Remembering the fallen: Vigil recognizes officers killed in the line of duty

Lexey Swall/Staff
Patricia Thompson holds her daughter, Annabelle Thompson, 10 months old, as she and her sister, Saundra Batrez, mourn the loss of their father, Sgt. Roy Williams, during the Collier County Sheriff's Office law enforcement memorial candlelight vigil Tuesday evening at East Naples United Methodist Church. Sgt. Williams died August 22, 1991, when his car left the road and struck a tree as he was returning from "investigating a suspicious aircraft" north of Everglades City. Tuesday's event was held to remember those who have lost their lives in the line of duty in honor of National Law Enforcement Memorial Week which runs May 13-19. Members from all Collier County law enforcement agencies, including the Florida Highway Patrol, attended the event.

Photo by LEXEY SWALL, Naples Daily News // Buy this photo

Lexey Swall/Staff Patricia Thompson holds her daughter, Annabelle Thompson, 10 months old, as she and her sister, Saundra Batrez, mourn the loss of their father, Sgt. Roy Williams, during the Collier County Sheriff's Office law enforcement memorial candlelight vigil Tuesday evening at East Naples United Methodist Church. Sgt. Williams died August 22, 1991, when his car left the road and struck a tree as he was returning from "investigating a suspicious aircraft" north of Everglades City.
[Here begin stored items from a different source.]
//! Command-line argument parsing for structure calculations.

use clap::Parser;

/// Ornstein-Zernike structure solver with optional YAML configuration
#[derive(Parser, Debug)]
#[command(author, version, about, long_about = None)]
pub struct Args {
    /// Path to a YAML configuration file
    #[arg(short, long)]
    pub config_file: Option<String>,

    /// Closure relation: HNC, PY or RY
    #[arg(long)]
    pub closure: Option<String>,

    /// Potential id (1 = inverse power, 2 = WCA, 4 = double Yukawa,
    /// 7 = hard sphere, 13 = Hertzian)
    #[arg(long)]
    pub potential: Option<u32>,

    /// Volume fraction
    #[arg(long)]
    pub volfactor: Option<f64>,

    /// Reduced temperature
    #[arg(long)]
    pub temp: Option<f64>,

    /// Second temperature (repulsive Yukawa amplitude)
    #[arg(long)]
    pub temp2: Option<f64>,

    /// Attractive inverse screening length
    #[arg(long)]
    pub lambda_a: Option<f64>,

    /// Repulsive inverse screening length (also the inverse-power exponent)
    #[arg(long)]
    pub lambda_r: Option<f64>,

    /// Number of radial grid nodes
    #[arg(long)]
    pub nodes: Option<usize>,

    /// Number of wavevector nodes requested by a downstream resampler;
    /// the solver itself always emits its native grid
    #[arg(long)]
    pub knodes: Option<usize>,

    /// Particle diameter sigma
    #[arg(long)]
    pub sigma: Option<f64>,

    /// Diameter scaling factor d (alias of sigma)
    #[arg(long)]
    pub diameter: Option<f64>,

    /// Initial Rogers-Young mixing parameter
    #[arg(long)]
    pub alpha: Option<f64>,

    /// Override grid extent r_max
    #[arg(long)]
    pub rmax: Option<f64>,

    /// Override number of density ramp steps
    #[arg(long)]
    pub nrho: Option<usize>,

    /// Override convergence tolerance on max|d gamma|
    #[arg(long)]
    pub ez: Option<f64>,

    /// Override the early-iteration damping parameter
    #[arg(long)]
    pub xnu: Option<f64>,

    /// Override the per-density iteration cap
    #[arg(long)]
    pub max_iter: Option<usize>,

    /// Directory receiving the tabulated output files
    #[arg(long, default_value = "output")]
    pub output_dir: String,

    /// Log file (default stdout)
    #[arg(short, long)]
    pub output: Option<String>,
}
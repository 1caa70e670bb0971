//! End-to-end solves checked against known liquid-state results.
//!
//! The hard-sphere Percus-Yevick closure has closed-form contact and
//! compressibility values, which pins down the whole transform/closure/ramp
//! chain; the remaining cases exercise the soft-core potentials and the
//! Rogers-Young consistency search.

use ozfluid::{solve_structure, ClosureKind, SolveRequest};

fn hard_sphere_request(phi: f64, closure_id: u32, nodes: usize, r_max: f64) -> SolveRequest {
    SolveRequest {
        nodes,
        r_max,
        potential_id: 7,
        closure_id,
        volume_fraction: phi,
        ..SolveRequest::default()
    }
}

#[test]
fn hard_sphere_py_contact_value() {
    let phi = 0.3;
    let solution = solve_structure(&hard_sphere_request(phi, 1, 4096, 160.0)).unwrap();

    let contact = solution.thermo.contact.expect("hard spheres have a contact value");
    let exact = (1.0 + phi / 2.0) / ((1.0 - phi) * (1.0 - phi));
    assert!(
        (contact - exact).abs() / exact < 0.01,
        "g(sigma+) = {} vs Percus-Yevick value {}",
        contact,
        exact
    );

    // the core is empty on every grid point
    for (r, g) in solution.r.iter().zip(&solution.g) {
        if *r < 1.0 {
            assert!(g.abs() < 1e-10, "g({}) = {}", r, g);
        }
    }
}

#[test]
fn hard_sphere_py_long_wavelength_limit() {
    let phi = 0.4;
    let solution = solve_structure(&hard_sphere_request(phi, 1, 2048, 80.0)).unwrap();

    let exact = (1.0 - phi).powi(4) / (1.0 + 2.0 * phi).powi(2);
    assert!(
        (solution.thermo.s_zero - exact).abs() / exact < 0.02,
        "S(0) = {} vs Percus-Yevick compressibility value {}",
        solution.thermo.s_zero,
        exact
    );

    // S(k) stays positive and finite across the mesh
    for s in &solution.s_k {
        assert!(s.is_finite() && *s > 0.0);
    }
}

#[test]
fn hertzian_spheres_overlap_smoothly() {
    let solution = solve_structure(&SolveRequest {
        nodes: 4096,
        r_max: 160.0,
        potential_id: 13,
        closure_id: 2,
        volume_fraction: 0.3,
        temperature: 1.0,
        ..SolveRequest::default()
    })
    .unwrap();

    // bounded potential: particles can sit on top of each other
    let g_origin = solution.g[0];
    assert!(g_origin.is_finite() && g_origin > 0.0, "g(0) = {}", g_origin);

    let (k_peak, _) = solution
        .k
        .iter()
        .zip(&solution.s_k)
        .max_by(|a, b| a.1.partial_cmp(b.1).unwrap())
        .unwrap();
    assert!(
        (6.0..=7.5).contains(k_peak),
        "main structure factor peak at k sigma = {}",
        k_peak
    );
}

#[test]
fn double_yukawa_converges_quickly_at_low_density() {
    let solution = solve_structure(&SolveRequest {
        nodes: 2048,
        r_max: 80.0,
        potential_id: 4,
        closure_id: 2,
        volume_fraction: 0.1,
        temperature: 1.0,
        temperature2: 1.0,
        lambda_a: 1.8,
        lambda_r: 4.0,
        ..SolveRequest::default()
    })
    .unwrap();

    assert!(
        solution.final_iterations <= 50,
        "final density step took {} iterations",
        solution.final_iterations
    );
}

#[test]
fn inverse_power_hnc_pressures_roughly_agree() {
    // HNC is thermodynamically inconsistent; the two routes agree only
    // loosely even when converged.
    let solution = solve_structure(&SolveRequest {
        nodes: 2048,
        r_max: 80.0,
        potential_id: 1,
        closure_id: 2,
        volume_fraction: 0.45,
        temperature: 1.0,
        lambda_r: 12.0,
        ..SolveRequest::default()
    })
    .unwrap();

    let t = &solution.thermo;
    let mismatch = (t.p_virial - t.p_compressibility).abs() / t.p_virial.abs();
    assert!(
        mismatch < 0.3,
        "beta P_v = {}, beta P_c = {}, mismatch {}",
        t.p_virial,
        t.p_compressibility,
        mismatch
    );
    assert!(t.p_virial > 0.0 && t.p_compressibility > 0.0);
}

#[test]
fn rogers_young_reconciles_hard_sphere_pressures() {
    let solution = solve_structure(&SolveRequest {
        nodes: 1024,
        r_max: 40.0,
        potential_id: 7,
        closure_id: 3,
        volume_fraction: 0.4,
        alpha: 1.0,
        ..SolveRequest::default()
    })
    .unwrap();

    assert_eq!(solution.ry_consistent, Some(true));
    let alpha = match solution.closure {
        ClosureKind::RogersYoung { alpha } => alpha,
        other => panic!("unexpected closure {:?}", other),
    };
    assert!((0.1..=5.0).contains(&alpha), "alpha = {}", alpha);

    let t = &solution.thermo;
    let mismatch = (t.p_virial - t.p_compressibility).abs() / t.p_virial.abs();
    assert!(
        mismatch < 1e-3,
        "pressures not reconciled: beta P_v = {}, beta P_c = {}",
        t.p_virial,
        t.p_compressibility
    );

    // consistency must land between the pure PY and HNC brackets
    let py = solve_structure(&hard_sphere_request(0.4, 1, 1024, 40.0)).unwrap();
    let hnc = solve_structure(&hard_sphere_request(0.4, 2, 1024, 40.0)).unwrap();
    let (lo, hi) = if py.thermo.p_virial < hnc.thermo.p_virial {
        (py.thermo.p_virial, hnc.thermo.p_virial)
    } else {
        (hnc.thermo.p_virial, py.thermo.p_virial)
    };
    assert!(t.p_virial > lo - 0.1 && t.p_virial < hi + 0.1);
}
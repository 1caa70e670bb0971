//! Configuration management for structure calculations.
//!
//! This module handles the YAML configuration structure, defaults, and the
//! layering of command-line overrides on top of it.

mod args;

pub use args::Args;

use serde::{Deserialize, Serialize};

/// Main configuration structure for one solve.
#[derive(Debug, Default, Deserialize, Serialize)]
pub struct Config {
    #[serde(default)]
    pub system: SystemParams,
    #[serde(default)]
    pub solver_params: SolverParams,
}

/// Physical description of the fluid.
#[derive(Debug, Deserialize, Serialize)]
pub struct SystemParams {
    pub potential: Option<u32>,
    pub closure: Option<String>,
    pub volume_fraction: Option<f64>,
    pub temperature: Option<f64>,
    pub temperature2: Option<f64>,
    pub lambda_a: Option<f64>,
    pub lambda_r: Option<f64>,
    pub sigma: Option<f64>,
    pub diameter_scale: Option<f64>,
    pub alpha: Option<f64>,
}

impl Default for SystemParams {
    fn default() -> Self {
        SystemParams {
            potential: Some(7),
            closure: Some("HNC".to_string()),
            volume_fraction: Some(0.3),
            temperature: Some(1.0),
            temperature2: Some(1.0),
            lambda_a: Some(1.8),
            lambda_r: Some(4.0),
            sigma: Some(1.0),
            diameter_scale: Some(1.0),
            alpha: Some(1.0),
        }
    }
}

/// Numerical parameters of the iteration.
#[derive(Debug, Deserialize, Serialize)]
pub struct SolverParams {
    pub nodes: Option<usize>,
    pub nrho: Option<usize>,
    pub rmax: Option<f64>,
    pub ez: Option<f64>,
    pub xnu: Option<f64>,
    pub max_iter: Option<usize>,
}

impl Default for SolverParams {
    fn default() -> Self {
        SolverParams {
            nodes: Some(4096),
            nrho: Some(100),
            rmax: Some(160.0),
            ez: Some(1e-4),
            xnu: Some(14.0),
            max_iter: Some(5000),
        }
    }
}

impl SystemParams {
    /// Apply default values to any missing parameters.
    pub fn with_defaults(mut self) -> Self {
        let defaults = Self::default();
        self.potential = self.potential.or(defaults.potential);
        self.closure = self.closure.or(defaults.closure);
        self.volume_fraction = self.volume_fraction.or(defaults.volume_fraction);
        self.temperature = self.temperature.or(defaults.temperature);
        self.temperature2 = self.temperature2.or(defaults.temperature2);
        self.lambda_a = self.lambda_a.or(defaults.lambda_a);
        self.lambda_r = self.lambda_r.or(defaults.lambda_r);
        self.sigma = self.sigma.or(defaults.sigma);
        self.diameter_scale = self.diameter_scale.or(defaults.diameter_scale);
        self.alpha = self.alpha.or(defaults.alpha);
        self
    }
}

impl SolverParams {
    /// Apply default values to any missing parameters.
    pub fn with_defaults(mut self) -> Self {
        let defaults = Self::default();
        self.nodes = self.nodes.or(defaults.nodes);
        self.nrho = self.nrho.or(defaults.nrho);
        self.rmax = self.rmax.or(defaults.rmax);
        self.ez = self.ez.or(defaults.ez);
        self.xnu = self.xnu.or(defaults.xnu);
        self.max_iter = self.max_iter.or(defaults.max_iter);
        self
    }
}

impl Config {
    /// Apply defaults to all configuration sections.
    pub fn with_defaults(mut self) -> Self {
        self.system = self.system.with_defaults();
        self.solver_params = self.solver_params.with_defaults();
        self
    }
}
Tuesday's event was held to remember those who have lost their lives in the line of duty in honor of National Law Enforcement Memorial Week which runs May 13-19. Members from all Collier County law enforcement agencies, including the Florida Highway Patrol, attended the event.

Officers whose end-of-watch came while on duty with the Collier County Sheriff’s Office:

Deputy W.B. Richardson

Deputy William Irwin

Deputy William E. Hutto

Deputy Maurice Eugene Anglin

Investigator Arthur Allen Amos

Cpl. Amedicus “Med’ Quincy Howell III

Cpl. Mark Caperton

Sgt. Roy Arthur Williams

Sgt. Joe Nathan Jones

Deputy Raul “Rudy” Dimas Sr.

Officers whose end-of-watch came while on duty with the Naples Police Department:

Officer Carl Strickland

Officer Louie Collins

Bullets flew everywhere as Collier County sheriff's deputies exchanged fire with suspects in an Immokalee convenience store robbery.

It was dark and hard to see, former Collier deputy Kristopher Kuhl said of the night of March 29, 1983. After a few moments, someone realized Cpl. Amedicus Howell wasn't with the rest of the deputies.

"Nobody knew that Med had gotten shot," Kuhl said. "We found him slumped over in the car … He was already gone."

Amedicus "Med" Howell III died that night at age 33, the victim of a single bullet that hit him right above his protective vest.

On Tuesday, he and 11 other fallen law enforcement officers from the Sheriff's Office and Naples Police Department were honored at a ceremony at East Naples United Methodist Church. About 100 people attended the ceremony, one of many taking place nationwide for National Police Week, May 13 -19.

"Every 53 hours in this country, a law enforcement officer loses his or her life in the line of duty," Sheriff Kevin Rambosk said at the candlelight vigil. "Law enforcement continues to be a dangerous job for all of us."

For Deputy William E. Hutto, the first Collier County officer to be killed by gunfire, the fatal shot came on Christmas Eve 1931. His son, William Hutto Jr., was 9.

"His family never really talked about it a lot," said Michael Johnson, whose wife, Margaret, is the niece of Hutto Jr.

After the Johnsons moved to North Fort Myers from New York, the couple went to look at Hutto's plaque on a local memorial wall and learn more about what happened to him.

"I think it's important that we remember those who served," Johnson said.

The daughters of the late Sgt. Roy Arthur Williams also came to the ceremony for their father, who died in a single-vehicle crash on Aug. 22, 1991. The father of four was 43.

Saundra Batrez, then 8, was at home sleeping when her mother told her the news. Patricia Thompson, then 18, was working in the Sheriff's Office dispatch center. Both sisters said they try to attend the vigil each year to light a candle for their dad.

"He was an honest man who lived what he believed, and he loved it," Thompson said.

Although former deputy Kuhl was unable to make Tuesday's memorial, Med Howell's death, he says, was a "pretty sobering experience" that has stayed with the other officers as they've continued their careers.

"You don't appreciate life until something like this really wakes you up," Kuhl said. "You're talking to him one minute and he's being a prankster — the next minute he's gone."